Co-founder and Chief Science Officer of Hugging Face — creator of the Transformers library, architect of the BigScience/BLOOM initiative, and the most consequential individual in the democratization of open-source AI over the past decade.
Profile
| Field | Detail |
|---|---|
| Nationality | French |
| Current Institution | Hugging Face (Co-founder & Chief Science Officer) |
| Research Areas | Open-Source ML Infrastructure, Large Language Models, Multilingual AI, Robotics, AI for Science |
| PhD | Statistical and Quantum Physics, Pierre and Marie Curie University (UPMC / Sorbonne) |
| Personal Website | thomwolf.io |
| X / Twitter | @Thom_Wolf |
| GitHub | @thomwolf |
| Google Scholar | scholar.google.com (58,000+ citations) |
Overview
Thomas Wolf is the co-founder and Chief Science Officer of Hugging Face, the company that has become the central infrastructure layer of the open-source AI ecosystem. He is the primary author of the Hugging Face Transformers library — which provides unified, production-quality implementations of virtually every major pretrained model family and has become the de facto standard interface for applied NLP, vision, and multimodal AI worldwide. He led the BigScience Workshop (2021–2022), a year-long global collaborative effort of over a thousand researchers that produced BLOOM, the first openly licensed large language model to exceed GPT-3’s parameter count. Beyond Transformers, Wolf has created or led the development of the Datasets, Diffusers, Accelerate, DataTrove, smolagents, and LeRobot libraries, constructing the open-source toolkit through which most of the world’s AI practitioners work. His professional trajectory is unusual: he began as a physicist, spent five years as a patent attorney, discovered machine learning through his legal clients, and co-founded Hugging Face in 2016 with no formal background in computer science — yet built one of the most-used software repositories in GitHub history and helped steer a company to a $4.5 billion valuation.
Early Life & Education
Wolf was born and raised in France. He pursued undergraduate studies in theoretical physics and mathematics at École Polytechnique in Paris, one of France’s elite engineering grandes écoles.

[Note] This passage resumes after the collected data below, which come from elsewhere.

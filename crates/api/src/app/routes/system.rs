use axum::{Json, extract::Extension, response::IntoResponse};

use crate::context::AuthContext;

/// The verified token of the caller.
pub async fn me(Extension(auth): Extension<AuthContext>) -> impl IntoResponse {
    Json(auth.token().clone())
}
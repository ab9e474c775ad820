use std::sync::Arc;

use axum::{
    Json,
    extract::{Extension, Path, rejection::JsonRejection},
    http::StatusCode,
};

use kiradopay_catalog::{EventUpdate, NewEvent};

use crate::app::AppServices;
use crate::app::errors;
use crate::app::routes::{body, event_code};

pub async fn list_events(Extension(services): Extension<Arc<AppServices>>) -> axum::response::Response {
    errors::respond(services.catalog.list_events().await, StatusCode::OK)
}

pub async fn create_event(
    Extension(services): Extension<Arc<AppServices>>,
    payload: Result<Json<NewEvent>, JsonRejection>,
) -> axum::response::Response {
    let input = match body(payload) {
        Ok(input) => input,
        Err(e) => return errors::domain_error_to_response(e),
    };
    errors::respond(services.catalog.create_event(input).await, StatusCode::CREATED)
}

pub async fn get_event(
    Extension(services): Extension<Arc<AppServices>>,
    Path(code): Path<String>,
) -> axum::response::Response {
    let code = match event_code(code) {
        Ok(code) => code,
        Err(e) => return errors::domain_error_to_response(e),
    };
    errors::respond(services.catalog.get_event(&code).await, StatusCode::OK)
}

/// Partial update: any of `code`, `name`, `date`, `calculator`, `items`.
pub async fn update_event(
    Extension(services): Extension<Arc<AppServices>>,
    Path(code): Path<String>,
    payload: Result<Json<EventUpdate>, JsonRejection>,
) -> axum::response::Response {
    let parsed = event_code(code).and_then(|code| Ok((code, body(payload)?)));
    let (code, update) = match parsed {
        Ok(parsed) => parsed,
        Err(e) => return errors::domain_error_to_response(e),
    };
    errors::respond(services.catalog.update_event(&code, update).await, StatusCode::OK)
}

Ph.D., Statistical and Quantum Physics — Pierre and Marie Curie University (UPMC / Sorbonne)
Wolf’s doctoral research addressed quantum and statistical field theories. During his PhD he taught physics — an experience he later described as something he missed — and spent time as a research intern at Lawrence Berkeley National Laboratory, working on X-ray generation from laser-plasma accelerators. The interdisciplinary character of his PhD training, bridging mathematics, statistical mechanics, and experimental physics, would prove unexpectedly relevant when he later discovered that many techniques in machine learning were essentially re-branded statistical physics.

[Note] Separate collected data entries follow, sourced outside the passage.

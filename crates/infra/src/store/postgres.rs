//! Postgres-backed store.
//!
//! Each write runs in one transaction that first locks the target event row
//! (`SELECT ... FOR UPDATE`), so concurrent writers to the same event are
//! serialized and every call commits all of its writes or none of them.
//!
//! ## Error Mapping
//!
//! | SQLx Error | PostgreSQL Code | StorageError | Scenario |
//! |------------|-----------------|--------------|----------|
//! | Database | `23505` | `UniqueViolation` | Duplicate code or client id |
//! | Database | `23503` | `ForeignKeyViolation` | Undisplayed item, unknown item, sold item |
//! | Database | `40001`, `40P01` | `SerializationFailure` | Lost a concurrent write |
//! | Database | `08xxx`, `57P01`..`57P03` | `Unavailable` | Connection lost, server shutting down |
//! | PoolTimedOut, PoolClosed, Io, Tls | N/A | `Unavailable` | Database unreachable |
//! | RowNotFound | N/A | `RowNotFound` | |
//! | Other | N/A | `Other` | |
//!
//! The display constraint lives in the schema: every record references its
//! `(event, item)` display row, so deleting a display row that has been sold
//! raises `23503`.

use std::collections::HashMap;
use std::str::FromStr;
use std::sync::Arc;

use chrono::{DateTime, NaiveDate, Utc};
use sqlx::postgres::{PgPoolOptions, PgRow};
use sqlx::{FromRow, PgConnection, PgPool, Postgres, Row, Transaction};
use tracing::{Span, instrument};
use uuid::Uuid;

use kiradopay_catalog::{DisplayPlan, Event, EventUpdate, Item};
use kiradopay_core::{DomainError, EventCode, ItemCode, LocalReceiptId, ReceiptId, UserId};
use kiradopay_ledger::{Receipt, Record};

use super::r#trait::{PosStore, StorageError};

/// Schema applied by [`PostgresPosStore::migrate`]. Idempotent.
pub const SCHEMA: &str = include_str!("schema.sql");

/// Postgres-backed store.
///
/// `Send + Sync` and cheap to clone; all clones share one connection pool.
#[derive(Debug, Clone)]
pub struct PostgresPosStore {
    pool: Arc<PgPool>,
}

impl PostgresPosStore {
    pub fn new(pool: PgPool) -> Self {
        Self {
            pool: Arc::new(pool),
        }
    }

    /// Open a pool against `database_url`.
    pub async fn connect(database_url: &str, max_connections: u32) -> Result<Self, StorageError> {
        let pool = PgPoolOptions::new()
            .max_connections(max_connections)
            .connect(database_url)
            .await
            .map_err(|e| map_sqlx_error("connect", e))?;
        Ok(Self::new(pool))
    }

    /// Create tables and indexes if they do not exist.
    #[instrument(skip(self), err)]
    pub async fn migrate(&self) -> Result<(), StorageError> {
        sqlx::raw_sql(SCHEMA)
            .execute(&*self.pool)
            .await
            .map_err(|e| map_sqlx_error("migrate", e))?;
        Ok(())
    }

    async fn begin(&self) -> Result<Transaction<'_, Postgres>, StorageError> {
        self.pool
            .begin()
            .await
            .map_err(|e| map_sqlx_error("begin_transaction", e))
    }
}

#[async_trait::async_trait]
impl PosStore for PostgresPosStore {
    #[instrument(skip(self), fields(item_count = tracing::field::Empty), err)]
    async fn list_items(&self) -> Result<Vec<Item>, StorageError> {
        let rows = sqlx::query("SELECT code, name, picture FROM items ORDER BY code")
            .fetch_all(&*self.pool)
            .await
            .map_err(|e| map_sqlx_error("list_items", e))?;

        let items = rows
            .iter()
            .map(|row| ItemRow::from_row(row).map_err(decode_error)?.try_into())
            .collect::<Result<Vec<Item>, StorageError>>()?;

        Span::current().record("item_count", items.len());
        Ok(items)
    }

    #[instrument(skip(self, item), fields(item_code = %item.code), err)]
    async fn insert_item(&self, item: Item) -> Result<Item, StorageError> {
        sqlx::query("INSERT INTO items (code, name, picture) VALUES ($1, $2, $3)")
            .bind(item.code.as_str())
            .bind(&item.name)
            .bind(&item.picture)
            .execute(&*self.pool)
            .await
            .map_err(|e| map_sqlx_error("insert_item", e))?;
        Ok(item)
    }

    #[instrument(skip(self), fields(event_count = tracing::field::Empty), err)]
    async fn list_events(&self) -> Result<Vec<Event>, StorageError> {
        let mut conn = self
            .pool
            .acquire()
            .await
            .map_err(|e| map_sqlx_error("acquire", e))?;

        let rows = sqlx::query(
            r#"
            SELECT code, name, date, calculator
            FROM events
            ORDER BY date DESC, code ASC
            "#,
        )
        .fetch_all(&mut *conn)
        .await
        .map_err(|e| map_sqlx_error("list_events", e))?;

        let display_rows = sqlx::query(
            r#"
            SELECT d.event_code, i.code, i.name, i.picture
            FROM displays d
            JOIN items i ON i.code = d.item_code
            ORDER BY d.event_code, d.position
            "#,
        )
        .fetch_all(&mut *conn)
        .await
        .map_err(|e| map_sqlx_error("list_displays", e))?;

        let mut displays: HashMap<String, Vec<Item>> = HashMap::new();
        for row in &display_rows {
            let event_code: String = row.try_get("event_code").map_err(decode_error)?;
            let item: Item = ItemRow::from_row(row).map_err(decode_error)?.try_into()?;
            displays.entry(event_code).or_default().push(item);
        }

        let mut events = Vec::with_capacity(rows.len());
        for row in &rows {
            let event_row = EventRow::from_row(row).map_err(decode_error)?;
            let items = displays.remove(&event_row.code).unwrap_or_default();
            events.push(event_row.into_event(items)?);
        }

        Span::current().record("event_count", events.len());
        Ok(events)
    }

    #[instrument(skip(self), fields(event_code = %code), err)]
    async fn get_event(&self, code: &EventCode) -> Result<Option<Event>, StorageError> {
        let mut conn = self
            .pool
            .acquire()
            .await
            .map_err(|e| map_sqlx_error("acquire", e))?;
        load_event(&mut conn, code, false).await
    }

    #[instrument(skip(self, event), fields(event_code = %event.code), err)]
    async fn insert_event(&self, event: Event) -> Result<Event, StorageError> {
        sqlx::query("INSERT INTO events (code, name, date, calculator) VALUES ($1, $2, $3, $4)")
            .bind(event.code.as_str())
            .bind(&event.name)
            .bind(event.date)
            .bind(event.calculator.as_deref())
            .execute(&*self.pool)
            .await
            .map_err(|e| map_sqlx_error("insert_event", e))?;

        Ok(Event {
            items: Vec::new(),
            ..event
        })
    }

    #[instrument(
        skip(self, update),
        fields(event_code = %code, rename = update.code.is_some(), display = update.items.is_some()),
        err
    )]
    async fn update_event(&self, code: &EventCode, update: &EventUpdate) -> Result<Event, StorageError> {
        let mut tx = self.begin().await?;

        let mut event = lock_event(&mut tx, code).await?;
        event.apply_fields(update);

        sqlx::query(
            r#"
            UPDATE events
            SET code = $2, name = $3, date = $4, calculator = $5
            WHERE code = $1
            "#,
        )
        .bind(code.as_str())
        .bind(event.code.as_str())
        .bind(&event.name)
        .bind(event.date)
        .bind(event.calculator.as_deref())
        .execute(&mut *tx)
        .await
        .map_err(|e| map_sqlx_error("update_event", e))?;

        if let Some(target) = update.display_target() {
            replace_display(&mut tx, &event.code, &target).await?;
        }

        let updated = load_event(&mut tx, &event.code, false)
            .await?
            .ok_or_else(|| StorageError::RowNotFound(format!("event not found: {}", event.code)))?;

        tx.commit()
            .await
            .map_err(|e| map_sqlx_error("commit_transaction", e))?;
        Ok(updated)
    }

    #[instrument(skip(self), fields(event_code = %event, receipt_count = tracing::field::Empty), err)]
    async fn list_receipts(&self, event: &EventCode) -> Result<Vec<Receipt>, StorageError> {
        let mut conn = self
            .pool
            .acquire()
            .await
            .map_err(|e| map_sqlx_error("acquire", e))?;

        if load_event(&mut conn, event, false).await?.is_none() {
            return Err(StorageError::RowNotFound(format!("event not found: {event}")));
        }

        let receipt_rows = sqlx::query(
            r#"
            SELECT id, event_code, user_id, created_at, total, client_id
            FROM receipts
            WHERE event_code = $1
            ORDER BY created_at ASC, id ASC
            "#,
        )
        .bind(event.as_str())
        .fetch_all(&mut *conn)
        .await
        .map_err(|e| map_sqlx_error("list_receipts", e))?;

        let record_rows = sqlx::query(
            r#"
            SELECT r.receipt_id, r.line_index, r.item_code, r.count, r.dedication
            FROM records r
            JOIN receipts rc ON rc.id = r.receipt_id
            WHERE rc.event_code = $1
            ORDER BY r.receipt_id, r.line_index
            "#,
        )
        .bind(event.as_str())
        .fetch_all(&mut *conn)
        .await
        .map_err(|e| map_sqlx_error("list_records", e))?;

        let mut records: HashMap<Uuid, Vec<Record>> = HashMap::new();
        for row in &record_rows {
            let record_row = RecordRow::from_row(row).map_err(decode_error)?;
            let receipt_id = record_row.receipt_id;
            records.entry(receipt_id).or_default().push(record_row.try_into()?);
        }

        let mut receipts = Vec::with_capacity(receipt_rows.len());
        for row in &receipt_rows {
            let receipt_row = ReceiptRow::from_row(row).map_err(decode_error)?;
            let lines = records.remove(&receipt_row.id).unwrap_or_default();
            receipts.push(receipt_row.into_receipt(lines)?);
        }

        Span::current().record("receipt_count", receipts.len());
        Ok(receipts)
    }

    #[instrument(skip(self, receipts), fields(event_code = %event, receipt_count = receipts.len()), err)]
    async fn insert_receipts(
        &self,
        event: &EventCode,
        receipts: Vec<Receipt>,
    ) -> Result<Vec<Receipt>, StorageError> {
        let mut tx = self.begin().await?;
        lock_event(&mut tx, event).await?;

        for receipt in &receipts {
            if &receipt.event_code != event {
                return Err(StorageError::Other(format!(
                    "receipt {} targets event {}",
                    receipt.id, receipt.event_code
                )));
            }

            sqlx::query(
                r#"
                INSERT INTO receipts (id, event_code, user_id, created_at, total, client_id)
                VALUES ($1, $2, $3, $4, $5, $6)
                "#,
            )
            .bind(receipt.id.as_uuid())
            .bind(event.as_str())
            .bind(receipt.user_id.as_str())
            .bind(receipt.created_at)
            .bind(receipt.total)
            .bind(receipt.client_id.map(Uuid::from))
            .execute(&mut *tx)
            .await
            .map_err(|e| map_sqlx_error("insert_receipt", e))?;

            for record in &receipt.records {
                let line_index = i32::try_from(record.index)
                    .map_err(|_| StorageError::Other(format!("record index out of range: {}", record.index)))?;

                sqlx::query(
                    r#"
                    INSERT INTO records (receipt_id, line_index, event_code, item_code, count, dedication)
                    VALUES ($1, $2, $3, $4, $5, $6)
                    "#,
                )
                .bind(receipt.id.as_uuid())
                .bind(line_index)
                .bind(event.as_str())
                .bind(record.item_code.as_str())
                .bind(record.count)
                .bind(record.dedication)
                .execute(&mut *tx)
                .await
                .map_err(|e| {
                    if is_foreign_key_violation(&e) {
                        StorageError::ForeignKeyViolation(format!("item not displayed: {}", record.item_code))
                    } else {
                        map_sqlx_error("insert_record", e)
                    }
                })?;
            }
        }

        tx.commit()
            .await
            .map_err(|e| map_sqlx_error("commit_transaction", e))?;
        Ok(receipts)
    }

    #[instrument(skip(self, ids), fields(event_code = %event, requested = ids.len(), deleted = tracing::field::Empty), err)]
    async fn delete_receipts(&self, event: &EventCode, ids: &[ReceiptId]) -> Result<u64, StorageError> {
        let mut tx = self.begin().await?;
        lock_event(&mut tx, event).await?;

        let uuids: Vec<Uuid> = ids.iter().map(|id| *id.as_uuid()).collect();
        let result = sqlx::query("DELETE FROM receipts WHERE event_code = $1 AND id = ANY($2)")
            .bind(event.as_str())
            .bind(uuids)
            .execute(&mut *tx)
            .await
            .map_err(|e| map_sqlx_error("delete_receipts", e))?;

        tx.commit()
            .await
            .map_err(|e| map_sqlx_error("commit_transaction", e))?;

        let deleted = result.rows_affected();
        Span::current().record("deleted", deleted);
        Ok(deleted)
    }
}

Law Degree — Panthéon-Sorbonne University
Following his doctorate, Wolf pursued a second academic path and earned a law degree, also in Paris.

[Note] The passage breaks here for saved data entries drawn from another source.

use std::collections::BTreeMap;
use std::rc::Rc;

use serde::{Deserialize, Serialize};

use kiradopay_core::ItemCode;

use crate::eval::Value;

/// Per-item input to a calculator: how many were sold and whether the sale
/// was a dedication.
#[derive(Debug, Clone, Copy, PartialEq, Eq, Default, Serialize, Deserialize)]
pub struct RecordState {
    pub count: i64,
    #[serde(default, skip_serializing_if = "Option::is_none")]
    pub dedication: Option<bool>,
}

impl RecordState {
    pub fn new(count: i64) -> Self {
        Self {
            count,
            dedication: None,
        }
    }

    pub fn with_dedication(mut self, dedication: bool) -> Self {
        self.dedication = Some(dedication);
        self
    }
}

/// The in-progress sale as seen by a calculator: item code -> [`RecordState`].
///
/// Serializes as a plain JSON object, the shape calculators read via `state`.
#[derive(Debug, Clone, PartialEq, Eq, Default, Serialize, Deserialize)]
#[serde(transparent)]
pub struct CalculatorState(BTreeMap<ItemCode, RecordState>);

impl CalculatorState {
    pub fn new() -> Self {
        Self::default()
    }

    pub fn insert(&mut self, item: ItemCode, state: RecordState) -> Option<RecordState> {
        self.0.insert(item, state)
    }

    pub fn get(&self, item: &ItemCode) -> Option<&RecordState> {
        self.0.get(item)
    }

    pub fn iter(&self) -> impl Iterator<Item = (&ItemCode, &RecordState)> {
        self.0.iter()
    }

    pub fn len(&self) -> usize {
        self.0.len()
    }

    pub fn is_empty(&self) -> bool {
        self.0.is_empty()
    }

    pub(crate) fn to_value(&self) -> Value {
        let entries = self
            .0
            .iter()
            .map(|(code, record)| {
                let mut fields = BTreeMap::new();
                fields.insert("count".to_string(), Value::Number(record.count as f64));
                if let Some(dedication) = record.dedication {
                    fields.insert("dedication".to_string(), Value::Bool(dedication));
                }
                (code.as_str().to_string(), Value::Object(Rc::new(fields)))
            })
            .collect();
        Value::Object(Rc::new(entries))
    }
}

impl FromIterator<(ItemCode, RecordState)> for CalculatorState {
    fn from_iter<I: IntoIterator<Item = (ItemCode, RecordState)>>(iter: I) -> Self {
        Self(iter.into_iter().collect())
    }
}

Intellectual Property — Centre d’Études Internationales de la Propriété Intellectuelle (CEIPI)
Wolf additionally studied intellectual property law at CEIPI, the specialist French institute for IP, completing the credentials needed to practice as a European patent attorney.
Career
Lawrence Berkeley National Laboratory — Research Intern
During his doctoral period, Wolf interned at Lawrence Berkeley National Laboratory in the United States, working on laser-plasma physics. This early exposure to American research culture and the international academic environment anticipated his later transatlantic career.
Cabinet Plasseraud — Patent Attorney, Paris (c. 2009–2015)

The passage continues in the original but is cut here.